Write every record out again exactly as given.

+ + +

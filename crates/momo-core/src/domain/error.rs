// ============================================================================
// domain/error.rs - DOMAIN ERRORS
// ============================================================================

use std::path::PathBuf;
use thiserror::Error;

use crate::domain::member::MemberKind;

/// Root domain error type.
///
/// All errors are:
/// - Cloneable (they travel through `MomoError`)
/// - Categorizable (for CLI display)
/// - Actionable (provides suggestions)
#[derive(Debug, Error, Clone, PartialEq)]
pub enum DomainError {
    // ========================================================================
    // Validation Errors
    // ========================================================================
    #[error("Invalid name '{name}': {reason}")]
    InvalidName { name: String, reason: String },

    #[error("Invalid scope '{scope}': {reason}")]
    InvalidScope { scope: String, reason: String },

    #[error("Unknown package manager '{0}'")]
    UnknownPackageManager(String),

    #[error("Unknown flavor '{0}'")]
    UnknownFlavor(String),

    #[error("Invalid configuration: {0}")]
    InvalidConfig(String),

    #[error("Package name cannot be empty")]
    EmptyPackageName,

    #[error("Invalid project structure: {0}")]
    InvalidStructure(String),

    // ========================================================================
    // Not Found Errors
    // ========================================================================
    #[error("{kind} '{name}' not found")]
    TargetNotFound { kind: MemberKind, name: String },

    // ========================================================================
    // Conflicts
    // ========================================================================
    #[error("Duplicate workspace member name '{name}' ({first} and {second})")]
    DuplicateMember {
        name: String,
        first: PathBuf,
        second: PathBuf,
    },

    #[error("{kind} '{name}' already exists at {path}")]
    MemberExists {
        kind: MemberKind,
        name: String,
        path: PathBuf,
    },
}

impl DomainError {
    /// Get user-actionable suggestions for fixing this error.
    pub fn suggestions(&self) -> Vec<String> {
        match self {
            Self::InvalidName { .. } => vec![
                "Names must be valid npm package names".into(),
                "Use lowercase letters, digits, and - . _ ~".into(),
                "Examples: web, ui, @acme/utils".into(),
            ],
            Self::InvalidScope { .. } => vec![
                "A scope starts with '@' followed by a lowercase npm name".into(),
                "Example: @momo".into(),
            ],
            Self::UnknownPackageManager(_) => {
                vec!["Supported package managers: npm, yarn, pnpm, bun".into()]
            }
            Self::UnknownFlavor(_) => {
                vec!["Run 'momo list' to see available flavors".into()]
            }
            Self::TargetNotFound { kind, name } => vec![
                format!("No {kind} named '{name}' exists in this workspace"),
                format!(
                    "Check the directories under {}/ or the \"name\" in their package.json",
                    kind.root_dir()
                ),
                "Omit the flag to pick a target interactively".into(),
            ],
            Self::DuplicateMember { name, .. } => vec![
                format!("Two workspace members declare the name '{name}'"),
                "Rename one of them in its package.json".into(),
            ],
            Self::MemberExists { path, .. } => vec![
                format!("Directory already exists: {}", path.display()),
                "Choose a different name".into(),
            ],
            _ => vec!["See 'momo --help' for more details".into()],
        }
    }

    /// Error category for CLI display styling.
    pub fn category(&self) -> ErrorCategory {
        match self {
            Self::TargetNotFound { .. } => ErrorCategory::NotFound,
            Self::InvalidConfig(_) => ErrorCategory::Configuration,
            Self::DuplicateMember { .. } | Self::MemberExists { .. } => ErrorCategory::Conflict,
            _ => ErrorCategory::Validation,
        }
    }
}

#[derive(Debug, Clone, Copy, PartialEq, Eq)]
pub enum ErrorCategory {
    Validation,
    NotFound,
    Conflict,
    Configuration,
}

+ + +

**Task output:**
filename crates/momo-core/src/domain/error.rs
// ============================================================================
// domain/error.rs - DOMAIN ERRORS
// ============================================================================

use std::path::PathBuf;
use thiserror::Error;

use crate::domain::member::MemberKind;

/// Root domain error type.
///
/// All errors are:
/// - Cloneable (they travel through `MomoError`)
/// - Categorizable (for CLI display)
/// - Actionable (provides suggestions)
#[derive(Debug, Error, Clone, PartialEq)]
pub enum DomainError {
    // ========================================================================
    // Validation Errors
    // ========================================================================
    #[error("Invalid name '{name}': {reason}")]
    InvalidName { name: String, reason: String },

    #[error("Invalid scope '{scope}': {reason}")]
    InvalidScope { scope: String, reason: String },

    #[error("Unknown package manager '{0}'")]
    UnknownPackageManager(String),

    #[error("Unknown flavor '{0}'")]
    UnknownFlavor(String),

    #[error("Invalid configuration: {0}")]
    InvalidConfig(String),

    #[error("Package name cannot be empty")]
    EmptyPackageName,

    #[error("Invalid project structure: {0}")]
    InvalidStructure(String),

    // ========================================================================
    // Not Found Errors
    // ========================================================================
    #[error("{kind} '{name}' not found")]
    TargetNotFound { kind: MemberKind, name: String },

    // ========================================================================
    // Conflicts
    // ========================================================================
    #[error("Duplicate workspace member name '{name}' ({first} and {second})")]
    DuplicateMember {
        name: String,
        first: PathBuf,
        second: PathBuf,
    },

    #[error("{kind} '{name}' already exists at {path}")]
    MemberExists {
        kind: MemberKind,
        name: String,
        path: PathBuf,
    },
}

impl DomainError {
    /// Get user-actionable suggestions for fixing this error.
    pub fn suggestions(&self) -> Vec<String> {
        match self {
            Self::InvalidName { .. } => vec![
                "Names must be valid npm package names".into(),
                "Use lowercase letters, digits, and - . _ ~".into(),
                "Examples: web, ui, @acme/utils".into(),
            ],
            Self::InvalidScope { .. } => vec![
                "A scope starts with '@' followed by a lowercase npm name".into(),
                "Example: @momo".into(),
            ],
            Self::UnknownPackageManager(_) => {
                vec!["Supported package managers: npm, yarn, pnpm, bun".into()]
            }
            Self::UnknownFlavor(_) => {
                vec!["Run 'momo list' to see available flavors".into()]
            }
            Self::TargetNotFound { kind, name } => vec![
                format!("No {kind} named '{name}' exists in this workspace"),
                format!(
                    "Check the directories under {}/ or the \"name\" in their package.json",
                    kind.root_dir()
                ),
                "Omit the flag to pick a target interactively".into(),
            ],
            Self::DuplicateMember { name, .. } => vec![
                format!("Two workspace members declare the name '{name}'"),
                "Rename one of them in its package.json".into(),
            ],
            Self::MemberExists { path, .. } => vec![
                format!("Directory already exists: {}", path.display()),
                "Choose a different name".into(),
            ],
            _ => vec!["See 'momo --help' for more details".into()],
        }
    }

    /// Error category for CLI display styling.
    pub fn category(&self) -> ErrorCategory {
        match self {
            Self::TargetNotFound { .. } => ErrorCategory::NotFound,
            Self::InvalidConfig(_) => ErrorCategory::Configuration,
            Self::DuplicateMember { .. } | Self::MemberExists { .. } => ErrorCategory::Conflict,
            _ => ErrorCategory::Validation,
        }
    }
}

#[derive(Debug, Clone, Copy, PartialEq, Eq)]
pub enum ErrorCategory {
    Validation,
    NotFound,
    Conflict,
    Configuration,
}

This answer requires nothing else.